Mark Morford is in fine fettle. Read it all, but here’s an excerpt:

How about how Bush’s insane rate of issuing those now-infamous “signing statements,” those little firebombs of judicial misprision wherein your mumbling president gets to reserve for himself the right to ignore any law he signs — yes, any law he desires: anti-torture, surveillance, you name it — whenever he feels like it, if he deems that law unconstitutional. Screw Congress. Screw the system of law. And screw, well, you.

For the record: Ronald Reagan issued 71 signing statements during his unholy term. Bill Clinton issued 105 over the span of eight years. Bush 41 signed off on 146, the previous record.

And Dubya? Well, little George has slapped his color-crayon signature on over 500 signing statements so far, reserving his right to disregard the law more times than all former American presidents combined. It is a record. It is a disgusting abuse of power. It is another thing to stack on the pile o’ embarrassment for our nation. Shall we see how high we can go before we topple and implode?

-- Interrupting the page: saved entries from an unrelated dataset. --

//! Stage Trait: one contract for every pipeline stage
//!
//! A stage receives the pipeline's erased carrier, recovers it as the
//! element type its closure was written for, and hands back a new erased
//! sequence. Recovery failures surface as `SeqError::TypeMismatch` naming
//! the stage id.
use seqflow_core::{slice, BoxError, ErasedSeq, Result, SeqError};
use std::any::type_name;
use std::marker::PhantomData;

pub trait Stage {
    /// Stage id (ex: "map", "filter")
    fn id(&self) -> &'static str;

    /// Element type expected on input
    fn in_type(&self) -> &'static str;

    /// Element type produced on output
    fn out_type(&self) -> &'static str;

    /// Runs the stage
    fn run(&self, input: ErasedSeq) -> Result<ErasedSeq>;
}

/// `In -> Out` for every element.
pub struct MapStage<In, Out, F> {
    f: F,
    _pd: PhantomData<fn(In) -> Out>,
}

impl<In, Out, F> MapStage<In, Out, F>
where
    F: Fn(In) -> Out,
{
    pub fn new(f: F) -> Self {
        Self { f, _pd: PhantomData }
    }
}

impl<In, Out, F> Stage for MapStage<In, Out, F>
where
    In: 'static,
    Out: 'static,
    F: Fn(In) -> Out,
{
    fn id(&self) -> &'static str {
        "map"
    }

    fn in_type(&self) -> &'static str {
        type_name::<In>()
    }

    fn out_type(&self) -> &'static str {
        type_name::<Out>()
    }

    fn run(&self, input: ErasedSeq) -> Result<ErasedSeq> {
        let items = input.into_vec::<In>(self.id())?;
        Ok(ErasedSeq::new(slice::map(items, &self.f)))
    }
}

/// `In -> Result<Out, E>` for every element, aborting on the first error.
pub struct TryMapStage<In, Out, E, F> {
    f: F,
    _pd: PhantomData<fn(In) -> std::result::Result<Out, E>>,
}

impl<In, Out, E, F> TryMapStage<In, Out, E, F>
where
    F: Fn(In) -> std::result::Result<Out, E>,
{
    pub fn new(f: F) -> Self {
        Self { f, _pd: PhantomData }
    }
}

impl<In, Out, E, F> Stage for TryMapStage<In, Out, E, F>
where
    In: 'static,
    Out: 'static,
    E: Into<BoxError>,
    F: Fn(In) -> std::result::Result<Out, E>,
{
    fn id(&self) -> &'static str {
        "try_map"
    }

    fn in_type(&self) -> &'static str {
        type_name::<In>()
    }

    fn out_type(&self) -> &'static str {
        type_name::<Out>()
    }

    fn run(&self, input: ErasedSeq) -> Result<ErasedSeq> {
        let items = input.into_vec::<In>(self.id())?;
        let mapped = slice::try_map(items.into_iter().enumerate(), |(index, item)| {
            (self.f)(item).map_err(|e| SeqError::element(index, e))
        })?;
        Ok(ErasedSeq::new(mapped))
    }
}

/// Keeps the elements matching a predicate.
pub struct FilterStage<T, P> {
    predicate: P,
    _pd: PhantomData<fn(&T) -> bool>,
}

impl<T, P> FilterStage<T, P>
where
    P: Fn(&T) -> bool,
{
    pub fn new(predicate: P) -> Self {
        Self {
            predicate,
            _pd: PhantomData,
        }
    }
}

impl<T, P> Stage for FilterStage<T, P>
where
    T: 'static,
    P: Fn(&T) -> bool,
{
    fn id(&self) -> &'static str {
        "filter"
    }

    fn in_type(&self) -> &'static str {
        type_name::<T>()
    }

    fn out_type(&self) -> &'static str {
        type_name::<T>()
    }

    fn run(&self, input: ErasedSeq) -> Result<ErasedSeq> {
        let items = input.into_vec::<T>(self.id())?;
        Ok(ErasedSeq::new(slice::filter(items, &self.predicate)))
    }
}

#[derive(Debug, Clone, Copy, PartialEq, Eq)]
pub enum InsertAt {
    First,
    Last,
}

/// Prepends or appends one element. The element is cloned per run so a
/// pipeline can be executed more than once.
#[derive(Debug, Clone)]
pub struct InsertStage<T> {
    elem: T,
    at: InsertAt,
}

impl<T: Clone> InsertStage<T> {
    pub fn first(elem: T) -> Self {
        Self {
            elem,
            at: InsertAt::First,
        }
    }

    pub fn last(elem: T) -> Self {
        Self {
            elem,
            at: InsertAt::Last,
        }
    }

    /// Classic `cons`: same as [`InsertStage::first`].
    pub fn cons(elem: T) -> Self {
        Self::first(elem)
    }

    pub fn position(&self) -> InsertAt {
        self.at
    }
}

impl<T> Stage for InsertStage<T>
where
    T: Clone + 'static,
{
    fn id(&self) -> &'static str {
        match self.at {
            InsertAt::First => "insert_first",
            InsertAt::Last => "insert_last",
        }
    }

    fn in_type(&self) -> &'static str {
        type_name::<T>()
    }

    fn out_type(&self) -> &'static str {
        type_name::<T>()
    }

    fn run(&self, input: ErasedSeq) -> Result<ErasedSeq> {
        let items = input.into_vec::<T>(self.id())?;
        let elem = self.elem.clone();
        let out = match self.at {
            InsertAt::First => slice::insert_first(items, elem),
            InsertAt::Last => slice::insert_last(items, elem),
        };
        Ok(ErasedSeq::new(out))
    }
}

// ============================================================================
// BOXED CONSTRUCTORS
// ============================================================================

pub fn map<In, Out, F>(f: F) -> Box<dyn Stage>
where
    In: 'static,
    Out: 'static,
    F: Fn(In) -> Out + 'static,
{
    Box::new(MapStage::new(f))
}

pub fn try_map<In, Out, E, F>(f: F) -> Box<dyn Stage>
where
    In: 'static,
    Out: 'static,
    E: Into<BoxError> + 'static,
    F: Fn(In) -> std::result::Result<Out, E> + 'static,
{
    Box::new(TryMapStage::new(f))
}

pub fn filter<T, P>(predicate: P) -> Box<dyn Stage>
where
    T: 'static,
    P: Fn(&T) -> bool + 'static,
{
    Box::new(FilterStage::new(predicate))
}

pub fn insert_first<T: Clone + 'static>(elem: T) -> Box<dyn Stage> {
    Box::new(InsertStage::first(elem))
}

pub fn insert_last<T: Clone + 'static>(elem: T) -> Box<dyn Stage> {
    Box::new(InsertStage::last(elem))
}

pub fn cons<T: Clone + 'static>(elem: T) -> Box<dyn Stage> {
    Box::new(InsertStage::cons(elem))
}
//! seqflow chain: fluent transformations with deferred errors
//!
//! Intermediate calls never need checking; the first failure sticks and is
//! reported by the terminal call.
//!
//! # Example
//!
//! ```
//! use seqflow_chain::Chain;
//!
//! let halves = Chain::<f64>::from_vec(vec!["4", "", "10"])
//!     .filter(|s: &&'static str| !s.is_empty())
//!     .try_map(|s: &'static str| s.parse::<i64>())
//!     .map(|i: i64| i as f64 / 2.0)
//!     .to_vec()
//!     .unwrap();
//!
//! assert_eq!(halves, vec![2.0, 5.0]);
//! ```

pub mod chain;

pub use chain::Chain;
pub use seqflow_core::{Result, SeqError};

(Here is the beautiful kicker, the thing to make you shudder and sigh: As this Knight Ridder report illuminates, in 2003 lawmakers attempted to rein in Bush’s abuse of signing statements by passing a bill that required the Justice Department to inform Congress whenever BushCo decided to ignore a legislative provision. Bush signed the bill into law — but then immediately issued a signing statement asserting his right to ignore it. Ah, the nauseating poetry of it all.)